I was having trouble outputting special characters
in French and German from a document created with dom4j. The characters
originated in the text body of an element. The document would be
generated on the server (in a web application) and transmitted to a
client (Java applet), where the French or German text would be displayed.

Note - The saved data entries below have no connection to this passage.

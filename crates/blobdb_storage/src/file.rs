//! File-based storage backend for persistent storage.

use crate::backend::StorageBackend;
use crate::error::{StorageError, StorageResult};
use parking_lot::RwLock;
use std::fs::{File, OpenOptions};
use std::io::{self, Read, Seek, SeekFrom, Write};
use std::path::{Path, PathBuf};

/// A file-based storage backend.
///
/// A blob file has exactly one append handle (created with
/// [`FileBackend::create_new`] or reopened with [`FileBackend::open_append`])
/// and any number of read handles ([`FileBackend::open_read_only`]).
///
/// # Durability
///
/// - `flush()` calls `File::flush()` to push data to the OS
/// - `sync()` calls `File::sync_data()` to put the bytes on disk
///
/// # Read handles on a growing file
///
/// A read handle caches the file length. When a read falls past the cached
/// length the handle re-reads the file metadata once before reporting
/// [`StorageError::ReadPastEnd`], so readers see records appended after the
/// handle was opened.
///
/// # Example
///
/// ```no_run
/// use blobdb_storage::{StorageBackend, FileBackend};
/// use std::path::Path;
///
/// let mut backend = FileBackend::create_new(Path::new("000001.blob")).unwrap();
/// backend.append(b"blob bytes").unwrap();
/// backend.sync().unwrap();
/// ```
#[derive(Debug)]
pub struct FileBackend {
    path: PathBuf,
    file: RwLock<File>,
    size: RwLock<u64>,
    read_only: bool,
}

impl FileBackend {
    /// Creates a new file, failing if one already exists at `path`.
    ///
    /// # Errors
    ///
    /// Returns [`StorageError::AlreadyExists`] or an I/O error.
    pub fn create_new(path: &Path) -> StorageResult<Self> {
        let file = OpenOptions::new()
            .read(true)
            .write(true)
            .create_new(true)
            .open(path)
            .map_err(|e| map_open_error(e, path))?;

        Ok(Self::from_file(path, file, 0, false))
    }

    /// Creates a new file, creating parent directories if needed.
    ///
    /// # Errors
    ///
    /// Returns an error if directories cannot be created or the file exists.
    pub fn create_with_dirs(path: &Path) -> StorageResult<Self> {
        if let Some(parent) = path.parent() {
            std::fs::create_dir_all(parent)?;
        }
        Self::create_new(path)
    }

    /// Reopens an existing file for appending.
    ///
    /// # Errors
    ///
    /// Returns [`StorageError::NotFound`] or an I/O error.
    pub fn open_append(path: &Path) -> StorageResult<Self> {
        let file = OpenOptions::new()
            .read(true)
            .write(true)
            .open(path)
            .map_err(|e| map_open_error(e, path))?;
        let size = file.metadata()?.len();

        Ok(Self::from_file(path, file, size, false))
    }

    /// Opens an existing file for reading only.
    ///
    /// # Errors
    ///
    /// Returns [`StorageError::NotFound`] or an I/O error.
    pub fn open_read_only(path: &Path) -> StorageResult<Self> {
        let file = File::open(path).map_err(|e| map_open_error(e, path))?;
        let size = file.metadata()?.len();

        Ok(Self::from_file(path, file, size, true))
    }

    fn from_file(path: &Path, file: File, size: u64, read_only: bool) -> Self {
        Self {
            path: path.to_path_buf(),
            file: RwLock::new(file),
            size: RwLock::new(size),
            read_only,
        }
    }

    /// Returns the path to the underlying file.
    #[must_use]
    pub fn path(&self) -> &Path {
        &self.path
    }

    /// Returns whether this handle rejects writes.
    #[must_use]
    pub fn is_read_only(&self) -> bool {
        self.read_only
    }

    fn refresh_size(&self) -> StorageResult<u64> {
        let len = self.file.read().metadata()?.len();
        let mut size = self.size.write();
        if len > *size {
            *size = len;
        }
        Ok(*size)
    }
}

fn map_open_error(err: io::Error, path: &Path) -> StorageError {
    match err.kind() {
        io::ErrorKind::NotFound => StorageError::NotFound {
            path: path.to_path_buf(),
        },
        io::ErrorKind::AlreadyExists => StorageError::AlreadyExists {
            path: path.to_path_buf(),
        },
        _ => StorageError::Io(err),
    }
}

impl StorageBackend for FileBackend {
    fn read_at(&self, offset: u64, len: usize) -> StorageResult<Vec<u8>> {
        let end = offset.saturating_add(len as u64);
        let mut size = *self.size.read();

        if end > size && self.read_only {
            size = self.refresh_size()?;
        }
        if offset > size || end > size {
            return Err(StorageError::ReadPastEnd { offset, len, size });
        }

        if len == 0 {
            return Ok(Vec::new());
        }

        let mut file = self.file.write();
        file.seek(SeekFrom::Start(offset))?;

        let mut buffer = vec![0u8; len];
        file.read_exact(&mut buffer)?;

        Ok(buffer)
    }

    fn append(&mut self, data: &[u8]) -> StorageResult<u64> {
        if self.read_only {
            return Err(StorageError::ReadOnly);
        }
        if data.is_empty() {
            return Ok(*self.size.read());
        }

        let mut file = self.file.write();
        let mut size = self.size.write();

        let offset = *size;
        file.seek(SeekFrom::Start(offset))?;
        file.write_all(data)?;
        *size += data.len() as u64;

        Ok(offset)
    }

    fn flush(&mut self) -> StorageResult<()> {
        if self.read_only {
            return Ok(());
        }
        self.file.write().flush()?;
        Ok(())
    }

    fn size(&self) -> StorageResult<u64> {
        if self.read_only {
            return self.refresh_size();
        }
        Ok(*self.size.read())
    }

    fn sync(&mut self) -> StorageResult<()> {
        if self.read_only {
            return Err(StorageError::ReadOnly);
        }
        let mut file = self.file.write();
        file.flush()?;
        file.sync_data()?;
        Ok(())
    }

    fn truncate(&mut self, new_size: u64) -> StorageResult<()> {
        if self.read_only {
            return Err(StorageError::ReadOnly);
        }
        let file = self.file.write();
        let mut size = self.size.write();

        if new_size > *size {
            return Err(StorageError::Io(io::Error::new(
                io::ErrorKind::InvalidInput,
                format!(
                    "cannot truncate to size {} which is greater than current size {}",
                    new_size, *size
                ),
            )));
        }

        file.set_len(new_size)?;
        file.sync_all()?;
        *size = new_size;

        Ok(())
    }
}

But on the client, the characters (like an "e" with an accent)
would show up corrupted.
I managed to fix this problem by using an
org.dom4j.io.XMLWriter
instead of a regular
OutputStreamWriter.
Here's the server-side code that worked:
private
byte[] convertToByteArray(Document document) {
ByteArrayOutputStream
out = new ByteArrayOutputStream();
XMLWriter
writer = null;
try
{ writer = new XMLWriter(out); }
catch
(UnsupportedEncodingException uex) {
uex.printStackTrace(System.out);
}
try
{
writer.write(document);
writer.flush();
}
catch
(IOException iox) {
iox.printStackTrace(System.out);
}
return
out.toByteArray();
}
Here's the server-side code that
failed:
private
byte[] convertToByteArray(Document document) {
ByteArrayOutputStream
out = new ByteArrayOutputStream();
OutputStreamWriter
writer = new OutputStreamWriter(out);
try
{
document.write(writer);
writer.flush();
}
catch
(IOException iox) {
}
return
out.toByteArray();
}
My next task is to output and transmit
double-byte (Japanese) characters in the text of an element. I am hoping
the above change will suffice.